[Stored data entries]
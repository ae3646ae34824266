use std::env;

pub const GLYPHS_VAR: &str = "CHESS_GLYPHS";
pub const OUTPUT_VAR: &str = "CHESS_OUTPUT";

#[derive(Debug, Copy, Clone, PartialEq, Eq, Default)]
pub enum GlyphStyle {
    #[default]
    Unicode,
    Ascii,
}

#[derive(Debug, Copy, Clone, PartialEq, Eq, Default)]
pub enum OutputMode {
    #[default]
    Text,
    Json,
}

/// Settings of the terminal shell, read from the environment.
/// The log filter is read by `env_logger` itself from `LOG_LEVEL`.
#[derive(Debug, Copy, Clone, PartialEq, Eq, Default)]
pub struct ShellConfig {
    pub glyphs: GlyphStyle,
    pub output: OutputMode,
}

impl ShellConfig {
    pub fn from_env() -> Self {
        Self::from_lookup(|name| env::var(name).ok())
    }

    pub fn from_lookup(lookup: impl Fn(&str) -> Option<String>) -> Self {
        let glyphs = match lookup(GLYPHS_VAR).as_deref().map(str::trim) {
            None | Some("") | Some("unicode") => GlyphStyle::Unicode,
            Some("ascii") => GlyphStyle::Ascii,
            Some(other) => {
                log::warn!("Unknown {} value {:?}, using unicode", GLYPHS_VAR, other);
                GlyphStyle::Unicode
            }
        };
        let output = match lookup(OUTPUT_VAR).as_deref().map(str::trim) {
            None | Some("") | Some("text") => OutputMode::Text,
            Some("json") => OutputMode::Json,
            Some(other) => {
                log::warn!("Unknown {} value {:?}, using text", OUTPUT_VAR, other);
                OutputMode::Text
            }
        };
        ShellConfig { glyphs, output }
    }
}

# [Activity]
Beginning at the line that holds "The log filter", reproduce the lines exactly up to and including the final line of the entries.

# [Output for this task]
/// The log filter is read by `env_logger` itself from `LOG_LEVEL`.
#[derive(Debug, Copy, Clone, PartialEq, Eq, Default)]
pub struct ShellConfig {
    pub glyphs: GlyphStyle,
    pub output: OutputMode,
}

impl ShellConfig {
    pub fn from_env() -> Self {
        Self::from_lookup(|name| env::var(name).ok())
    }

    pub fn from_lookup(lookup: impl Fn(&str) -> Option<String>) -> Self {
        let glyphs = match lookup(GLYPHS_VAR).as_deref().map(str::trim) {
            None | Some("") | Some("unicode") => GlyphStyle::Unicode,
            Some("ascii") => GlyphStyle::Ascii,
            Some(other) => {
                log::warn!("Unknown {} value {:?}, using unicode", GLYPHS_VAR, other);
                GlyphStyle::Unicode
            }
        };
        let output = match lookup(OUTPUT_VAR).as_deref().map(str::trim) {
            None | Some("") | Some("text") => OutputMode::Text,
            Some("json") => OutputMode::Json,
            Some(other) => {
                log::warn!("Unknown {} value {:?}, using text", OUTPUT_VAR, other);
                OutputMode::Text
            }
        };
        ShellConfig { glyphs, output }
    }
}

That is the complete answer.